# Task directions
Please restate, word for word, the lines below that begin at the one with "current build target." and end at the one with "resolution and engine". Leave out all other lines.

[Data entries]
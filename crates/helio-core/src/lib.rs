//! Core domain types for the heliograph shell.
//!
//! This crate holds everything the orchestration layer needs that does not
//! spawn processes: platform facts, installation mode, path resolution,
//! directory utilities, and the user settings domain type. No async, no
//! subprocess code — those live in `helio-runtime`.

pub mod paths;
pub mod platform;
pub mod settings;

pub use paths::{AppPaths, EnvironmentFacts, PathError};
pub use platform::{HostOs, InstallationMode, PlatformProfile};
pub use settings::{SettingsError, UserSettings};
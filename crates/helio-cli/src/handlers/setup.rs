//! Setup command handler.
//!
//! Creates or rewrites the settings file. This is the CLI's rendition of
//! the first-run wizard: defaults derive from the executable-adjacent root,
//! and either flag can override its directory independently. User-supplied
//! directories must already exist and be writable unless `--create` is
//! given; default directories are left to the provisioner.

use std::path::PathBuf;

use anyhow::{Context, Result};

use helio_core::paths::{DirectoryCreationStrategy, ensure_directory};
use helio_core::settings::UserSettings;

use crate::bootstrap::open_store;

/// Commit settings, creating the per-user data directory if needed.
pub fn execute(
    defaults: bool,
    templates_dir: Option<PathBuf>,
    output_dir: Option<PathBuf>,
    create: bool,
) -> Result<()> {
    let (_, paths, store) = open_store()?;

    let base = if defaults {
        UserSettings::defaults(&paths.exe_root)
    } else {
        store
            .load()
            .unwrap_or_else(|| UserSettings::defaults(&paths.exe_root))
    };

    let settings = apply_overrides(base, templates_dir, output_dir, create)?;

    store.save(&settings).context("failed to write settings")?;

    println!("Settings written to {}", store.path().display());
    println!("  templates: {}", settings.templates_dir.display());
    println!("  output:    {}", settings.output_dir.display());

    Ok(())
}

/// Apply directory overrides, validating each supplied directory.
///
/// Supplied directories must exist and be writable; `create` switches the
/// missing-directory strategy from rejection to recursive creation.
fn apply_overrides(
    mut settings: UserSettings,
    templates_dir: Option<PathBuf>,
    output_dir: Option<PathBuf>,
    create: bool,
) -> Result<UserSettings> {
    let strategy = if create {
        DirectoryCreationStrategy::AutoCreate
    } else {
        DirectoryCreationStrategy::Disallow
    };

    if let Some(dir) = templates_dir {
        ensure_directory(&dir, strategy)
            .with_context(|| format!("templates directory {} is not usable", dir.display()))?;
        settings.templates_dir = dir;
    }
    if let Some(dir) = output_dir {
        ensure_directory(&dir, strategy)
            .with_context(|| format!("output directory {} is not usable", dir.display()))?;
        settings.output_dir = dir;
    }
    settings.first_run = false;

    Ok(settings)
}

#[cfg(test)]
mod tests {
    use super::*;
    use std::path::Path;
    use tempfile::tempdir;

    fn base_settings() -> UserSettings {
        UserSettings::defaults(Path::new("/opt/heliograph"))
    }

    #[test]
    fn missing_supplied_directory_is_rejected_without_create() {
        let dir = tempdir().unwrap();
        let missing = dir.path().join("nope");

        let result = apply_overrides(base_settings(), Some(missing), None, false);
        assert!(result.is_err());
    }

    #[test]
    fn create_flag_makes_missing_directories() {
        let dir = tempdir().unwrap();
        let templates = dir.path().join("my-templates");
        let output = dir.path().join("my-output");

        let settings = apply_overrides(
            base_settings(),
            Some(templates.clone()),
            Some(output.clone()),
            true,
        )
        .unwrap();

        assert!(templates.is_dir());
        assert!(output.is_dir());
        assert_eq!(settings.templates_dir, templates);
        assert_eq!(settings.output_dir, output);
        assert!(!settings.first_run);
    }

    #[test]
    fn existing_directory_is_accepted_without_create() {
        let dir = tempdir().unwrap();

        let settings = apply_overrides(
            base_settings(),
            Some(dir.path().to_path_buf()),
            None,
            false,
        )
        .unwrap();

        assert_eq!(settings.templates_dir, dir.path());
        // Untouched override keeps its prior value.
        assert_eq!(settings.output_dir, base_settings().output_dir);
    }
}
//! Directory provisioning and one-time template seeding.
//!
//! Best-effort infrastructure: failures are logged, never fatal to startup.
//! Template lookup precedence is user-directory-first, bundled-second — user
//! customizations shadow bundled templates, and every engine invocation
//! receives both directories so it can honor that order.

use std::fs;
use std::io;
use std::path::{Path, PathBuf};

use helio_core::paths::{AppPaths, DirectoryCreationStrategy, ensure_directory};
use helio_core::settings::UserSettings;
use tracing::{debug, info, warn};

/// Marker file recording that the user templates directory has been seeded
/// (or deliberately left with user content). Its presence suppresses any
/// further seeding, so emptying the directory does not bring the bundled
/// templates back.
const SEEDED_MARKER: &str = ".seeded";

/// The directories an engine invocation depends on.
#[derive(Debug, Clone, PartialEq, Eq)]
pub struct DirectoryLayout {
    /// Read-only templates shipped inside the install tree.
    pub bundled_templates_dir: PathBuf,
    /// User-writable templates; shadows the bundled set.
    pub user_templates_dir: PathBuf,
    /// Output directory for engine artifacts.
    pub output_dir: PathBuf,
}

impl DirectoryLayout {
    /// Derive the layout from resolved paths and committed settings.
    #[must_use]
    pub fn new(paths: &AppPaths, settings: &UserSettings) -> Self {
        Self {
            bundled_templates_dir: paths.bundled_templates_dir(),
            user_templates_dir: settings.templates_dir.clone(),
            output_dir: settings.output_dir.clone(),
        }
    }
}

/// Ensures required directories exist and performs the one-time seeding of
/// user templates from the bundled set.
#[derive(Debug, Default)]
pub struct DirectoryProvisioner;

impl DirectoryProvisioner {
    /// Ensure the layout's directories exist and seed user templates once.
    ///
    /// Best-effort: any failure is logged and swallowed; the provisioner is
    /// infrastructure, not a correctness gate. Missing bundled templates are
    /// a packaging defect worth a warning, nothing more.
    pub fn provision(&self, layout: &DirectoryLayout) {
        if let Err(e) = self.try_provision(layout) {
            warn!("directory provisioning incomplete: {e}");
        }
    }

    fn try_provision(&self, layout: &DirectoryLayout) -> io::Result<()> {
        for dir in [&layout.user_templates_dir, &layout.output_dir] {
            if let Err(e) = ensure_directory(dir, DirectoryCreationStrategy::AutoCreate) {
                warn!(path = %dir.display(), "failed to provision directory: {e}");
            }
        }

        if !layout.bundled_templates_dir.exists() {
            warn!(
                path = %layout.bundled_templates_dir.display(),
                "bundled templates directory not found; the install may be incomplete"
            );
            return Ok(());
        }

        self.seed_user_templates(layout)
    }

    /// Seed bundled templates into the user directory exactly once.
    ///
    /// Seeding fires only when the seeded marker is absent and the directory
    /// is empty. Afterwards the marker is written — including when the
    /// directory already held user content — so re-running provisioning
    /// never re-seeds or overwrites, even if the user later empties the
    /// directory.
    fn seed_user_templates(&self, layout: &DirectoryLayout) -> io::Result<()> {
        let marker = layout.user_templates_dir.join(SEEDED_MARKER);
        if marker.exists() {
            debug!("user templates already seeded, skipping");
            return Ok(());
        }

        if dir_is_empty(&layout.user_templates_dir)? {
            info!(
                from = %layout.bundled_templates_dir.display(),
                to = %layout.user_templates_dir.display(),
                "seeding user templates from bundled set"
            );
            copy_dir_recursive(&layout.bundled_templates_dir, &layout.user_templates_dir)?;
        } else {
            debug!("user templates directory already has content, recording as seeded");
        }

        fs::write(&marker, b"")?;
        Ok(())
    }
}

/// True when the directory contains no entries besides the seeded marker.
fn dir_is_empty(dir: &Path) -> io::Result<bool> {
    for entry in fs::read_dir(dir)? {
        let entry = entry?;
        if entry.file_name() != SEEDED_MARKER {
            return Ok(false);
        }
    }
    Ok(true)
}

/// Recursively copy the contents of `src` into `dest`.
fn copy_dir_recursive(src: &Path, dest: &Path) -> io::Result<()> {
    if !dest.exists() {
        fs::create_dir_all(dest)?;
    }

    for entry in fs::read_dir(src)? {
        let entry = entry?;
        let src_path = entry.path();
        let dest_path = dest.join(entry.file_name());

        if entry.file_type()?.is_dir() {
            copy_dir_recursive(&src_path, &dest_path)?;
        } else {
            fs::copy(&src_path, &dest_path)?;
        }
    }
    Ok(())
}
//! Platform and packaging facts, resolved once at process start.
//!
//! All OS-specific path math downstream is driven by the values in
//! [`PlatformProfile`] rather than scattered `cfg!` conditionals. The profile
//! is immutable after detection and passed by value to the resolvers.

use serde::{Deserialize, Serialize};
use std::fmt;

/// Whether the shell runs from a finalized installation bundle or a raw
/// development tree. Set once at process start, immutable afterwards.
#[derive(Debug, Clone, Copy, PartialEq, Eq, Serialize, Deserialize)]
pub enum InstallationMode {
    /// Running from an installed/packaged bundle.
    Packaged,
    /// Running from a development checkout.
    Unpacked,
}

impl InstallationMode {
    /// Detect the installation mode for the current process.
    ///
    /// Resolution order:
    /// 1. `HELIO_PACKAGED` environment variable (`1`/`true` forces packaged,
    ///    `0`/`false` forces unpacked) — used by packaging scripts and tests
    /// 2. Debug builds are assumed to run from the development tree
    /// 3. Release builds are assumed to be packaged
    #[must_use]
    pub fn detect() -> Self {
        if let Ok(value) = std::env::var("HELIO_PACKAGED") {
            return match value.trim() {
                "0" | "false" | "no" => Self::Unpacked,
                _ => Self::Packaged,
            };
        }

        if cfg!(debug_assertions) {
            Self::Unpacked
        } else {
            Self::Packaged
        }
    }

    /// True when running from a finalized bundle.
    #[must_use]
    pub const fn is_packaged(self) -> bool {
        matches!(self, Self::Packaged)
    }
}

/// Host operating system tag.
#[derive(Debug, Clone, Copy, PartialEq, Eq, Serialize, Deserialize)]
#[serde(rename_all = "lowercase")]
pub enum HostOs {
    Windows,
    MacOs,
    Linux,
}

impl HostOs {
    /// Detect the host OS of the current build target.
    #[must_use]
    pub const fn current() -> Self {
        if cfg!(target_os = "windows") {
            Self::Windows
        } else if cfg!(target_os = "macos") {
            Self::MacOs
        } else {
            Self::Linux
        }
    }
}

impl fmt::Display for HostOs {
    fn fmt(&self, f: &mut fmt::Formatter<'_>) -> fmt::Result {
        let name = match self {
            Self::Windows => "windows",
            Self::MacOs => "macos",
            Self::Linux => "linux",
        };
        write!(f, "{name}")
    }
}

/// Immutable platform facts consumed by path resolution and engine
/// invocation.
///
/// The macOS packaged layout differs from Windows/Linux by extra
/// parent-directory hops (the executable lives inside
/// `Name.app/Contents/MacOS/`); that difference is the named
/// `bundle_parent_hops` parameter here, not an inline conditional at each
/// call site.
#[derive(Debug, Clone, PartialEq, Eq)]
pub struct PlatformProfile {
    /// Host operating system.
    pub os: HostOs,
    /// File name of the bundled engine executable.
    pub engine_executable_name: &'static str,
    /// Name of the system interpreter used in unpacked mode.
    pub interpreter_name: &'static str,
    /// Parent-directory hops from the host executable's directory up to the
    /// user-visible install directory in a packaged layout.
    pub bundle_parent_hops: usize,
    /// Whether the host process architecture can diverge from the hardware
    /// architecture, requiring an arch-selection wrapper for system
    /// interpreter invocations.
    pub arch_selection_required: bool,
}

impl PlatformProfile {
    /// Build the profile for a given OS.
    #[must_use]
    pub const fn for_os(os: HostOs) -> Self {
        match os {
            HostOs::Windows => Self {
                os,
                engine_executable_name: "helio-engine.exe",
                interpreter_name: "python",
                bundle_parent_hops: 0,
                arch_selection_required: false,
            },
            // Executable sits in Name.app/Contents/MacOS; the user-visible
            // install directory is the .app bundle's parent, two hops up.
            HostOs::MacOs => Self {
                os,
                engine_executable_name: "helio-engine",
                interpreter_name: "python3",
                bundle_parent_hops: 2,
                arch_selection_required: true,
            },
            HostOs::Linux => Self {
                os,
                engine_executable_name: "helio-engine",
                interpreter_name: "python3",
                bundle_parent_hops: 0,
                arch_selection_required: false,
            },
        }
    }

    /// Profile for the current host.
    #[must_use]
    pub const fn current() -> Self {
        Self::for_os(HostOs::current())
    }
}

#[cfg(test)]
mod tests {
    use super::*;

    #[test]
    fn profile_names_engine_per_os() {
        assert_eq!(
            PlatformProfile::for_os(HostOs::Windows).engine_executable_name,
            "helio-engine.exe"
        );
        assert_eq!(
            PlatformProfile::for_os(HostOs::Linux).engine_executable_name,
            "helio-engine"
        );
    }

    #[test]
    fn only_macos_needs_bundle_hops_and_arch_selection() {
        let mac = PlatformProfile::for_os(HostOs::MacOs);
        assert_eq!(mac.bundle_parent_hops, 2);
        assert!(mac.arch_selection_required);

        for os in [HostOs::Windows, HostOs::Linux] {
            let profile = PlatformProfile::for_os(os);
            assert_eq!(profile.bundle_parent_hops, 0);
            assert!(!profile.arch_selection_required);
        }
    }

    #[test]
    fn interpreter_is_python3_except_windows() {
        assert_eq!(
            PlatformProfile::for_os(HostOs::Windows).interpreter_name,
            "python"
        );
        assert_eq!(
            PlatformProfile::for_os(HostOs::MacOs).interpreter_name,
            "python3"
        );
    }

    #[test]
    fn current_mode_is_deterministic() {
        assert_eq!(InstallationMode::detect(), InstallationMode::detect());
    }
}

# Task answer
    /// Detect the host OS of the current build target.
    #[must_use]
    pub const fn current() -> Self {
        if cfg!(target_os = "windows") {
            Self::Windows
        } else if cfg!(target_os = "macos") {
            Self::MacOs
        } else {
            Self::Linux
        }
    }
}

impl fmt::Display for HostOs {
    fn fmt(&self, f: &mut fmt::Formatter<'_>) -> fmt::Result {
        let name = match self {
            Self::Windows => "windows",
            Self::MacOs => "macos",
            Self::Linux => "linux",
        };
        write!(f, "{name}")
    }
}

/// Immutable platform facts consumed by path resolution and engine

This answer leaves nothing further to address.